Le roman débute par un regret, alors qu’il assiste son grand-père durant ses derniers instants, Patrick le narrateur constate « je voulais lui dire que je l’aimais, mais je n’y suis pas parvenu ». Le personnage central du livre a du mal à communiquer et il n’est pas le seul, les autres personnages du roman se parlent peu ou avec difficultés, n’ayant rien à se dire ou n’osant pas s’exprimer, ses parents les premiers. Dans ce contexte on ne s’étonne pas que Patrick soit un solitaire et un sentimental sans petite amie, un timide qui se verrait bien écrivain. Dans l’immédiat et pour gagner sa vie, il tient l’accueil de nuit dans un hôtel, en profitant pour noter des idées pour son futur premier roman qui peine à s’écrire.
Après le décès du grand-père paternel, il y aura la mise en maison de retraite de la grand-mère, laquelle fera une fugue ; ses parents qui prennent leur retraite et sa mère qui semble donner des signes de folie, la rencontre avec sa future femme et le divorce de ses parents, puis l’inverse à savoir son divorce et le retour de sa mère au foyer conjugal. Comme on le voit on ne s’ennuie pas, résumé ainsi ça peut paraître abracadabrant, et ça l’est un peu car David Foenkinos ne manque pas d’humour, mais tout s’enchaîne harmonieusement avec beaucoup de talent.

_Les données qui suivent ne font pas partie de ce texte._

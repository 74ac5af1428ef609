//! Realmkeep API server library.
//!
//! Exposes the building blocks (config, state, error handling, routes) so
//! integration tests and the binary entrypoint share one router.

pub mod config;
pub mod error;
pub mod extract;
pub mod handlers;
pub mod response;
pub mod router;
pub mod routes;
pub mod state;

Le roman est ponctué de remarques sur un peu tout, comme ces pages critiques sur les pavillons de banlieue « Je les trouve sinistres. J’aime les maisons de campagnes ou les appartements ; j’aime qu’on choisisse son camp. » Et les jolies formules déroutantes ne manquent pas, « je suis heureux quand je contemple une femme suisse ou un paysage mauve » ou encore « Finalement le dernier enfant que j’avais côtoyé, ça devait être moi.»
Au fur et à mesure qu’on s’insinue dans le livre, chaque personnage raconte un souvenir qui vient enrichir le récit et le nourrir d’instants de vie. Le récit n’est pas le seul à se nourrir des souvenirs, les humains y trouvent aussi matière à se construire, c’est ce que découvrira Patrick devenu un homme, enfin prêt à écrire son fameux roman.
L’écriture de David Foenkinos est délicate, faite de sérénité, et le tout sonne terriblement juste, la moindre remarque donne l’impression d’avoir été vécue. Le ton évolue entre passages émouvants et moments drôles, sans excès dans l’un comme dans l’autre. Le roman pourrait être autobiographique – on ne le sait pas – mais qu’il le soit ou non, cela n’a pas grande importance, ce qui est évident c’est que ce bouquin est un très bon livre et l’auteur un jeune homme plein de talent.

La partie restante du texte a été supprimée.